Former President George H.W. Bush requested their act 3 times at his house in Maine, in accordance with the couple’s website. They carried out at magic reveals and festivals worldwide. And they appeared on “America’s Got Talent,” the NBC selection present in which they made it to the semifinals in 2006. One of their performances on the present that yr turned the third-most-watched video on YouTube of the yr.
“Your act is one of a kind,” the actor David Hasselhoff, one of many celebrity judges, instructed them. “We’re still sitting here with our mouths open.”
The act was maybe most recognizable amongst basketball followers, who would contemplate halftime the flawed time to go to the concessions when “Quick Change” was on the court docket. They carried out at all 30 N.B.A. arenas, the All-Star Game and 15 W.N.B.A. arenas.

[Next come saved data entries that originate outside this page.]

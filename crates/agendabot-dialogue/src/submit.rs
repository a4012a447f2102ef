//! The seam between the dialogue and the external scheduling service.

use std::fmt;
use std::sync::Arc;

use async_trait::async_trait;

use crate::request::ScheduleRequest;

/// Outcome of one submission: the decoded response body, or a readable
/// description of what went wrong.  Never both.
#[derive(Debug, Clone, PartialEq)]
pub enum SubmissionResult {
    Accepted(serde_json::Value),
    Failed(String),
}

impl SubmissionResult {
    pub fn is_accepted(&self) -> bool {
        matches!(self, Self::Accepted(_))
    }
}

impl fmt::Display for SubmissionResult {
    fn fmt(&self, f: &mut fmt::Formatter<'_>) -> fmt::Result {
        match self {
            Self::Accepted(body) => write!(f, "{body}"),
            Self::Failed(reason) => f.write_str(reason),
        }
    }
}

/// Anything that can hand a completed request to the scheduling service.
///
/// Implementations must not fail: transport and service errors are folded
/// into [`SubmissionResult::Failed`].  Each call is an independent request;
/// no deduplication or retry happens at this layer.
#[async_trait]
pub trait ScheduleSubmitter: Send + Sync {
    async fn submit(&self, request: &ScheduleRequest) -> SubmissionResult;
}

#[async_trait]
impl<T: ScheduleSubmitter + ?Sized> ScheduleSubmitter for Arc<T> {
    async fn submit(&self, request: &ScheduleRequest) -> SubmissionResult {
        (**self).submit(request).await
    }
}

/// The final message of a successful collection, echoing every field and
/// the service's answer.
pub fn format_summary(request: &ScheduleRequest, result: &SubmissionResult) -> String {
    let payload = request.to_payload();
    format!(
        "Agendamento definido:\n\
         Data inicial: {}\n\
         Data final: {}\n\
         Primeira data do relatório: {}\n\
         Frequência: {}\n\
         Detalhes da frequência: {}\n\
         Resposta da API: {}",
        payload.start_date,
        payload.end_date,
        payload.first_report_date,
        payload.frequency,
        payload.frequency_details,
        result,
    )
}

At least 76 universities introduced them to campus for halftime performances, alongside with the Big Ten basketball tournaments and the N.C.A.A. Final Four.
They have been constantly amongst the most requested halftime acts, and one of many highest rated amongst followers and journalists. The N.B.A.’s Oklahoma City Thunder and Xavier University athletics have been amongst these to pay tribute on Tuesday after his dying was introduced.
David Michael Maas was born in March 1963 to Jerry, a music director for the Circus Hall of Fame in Sarasota, Fla., and Frances, a singer and dancer. As a baby he would sit ringside, and as an adolescent he would start creating his personal illusions and performing as a ringmaster.
He met Ms. Kaseeva, who had lately come to the United States as a part of the Moscow State Circus, at a present in 1995 in which he was the ringmaster and he or she carried out a Hula-Hoop act. After they started relationship, they determined to create a two-person present to maintain their romance alive, developing with their very own twists on the quick-change idea that had lengthy figured into magic reveals, if not so elaborately.
“Our relationship couldn’t work if I was on the road 200 days a year,” Mr. Maas told ESPN in 2011. The community declared them “the most successful halftime act in sports.”
To put together, Mr. Maas misplaced weight and skilled in ballroom dancing, as Ms. Kaseeva and a Russian seamstress scoured by means of New York’s garment district to create their difficult costumes. They started performing the act in 1996, and appeared on nationwide TV for the primary time in 2001 on ABC’s “Good Morning America.”
Ms. Kaseeva survives him.
On “America’s Got Talent,” they encountered one critic within the type of Piers Morgan, who thought of the act to be too one-note. The other two judges on this system disagreed, and Mr. Maas stood up to Mr. Morgan and forcefully defended the routine.
“You want to see an elephant or a snowmobile on the stage? Take a trip down to Las Vegas,” he stated to applause from the viewers. “We’re the only act of its kind. The concept has taken us all over the world.”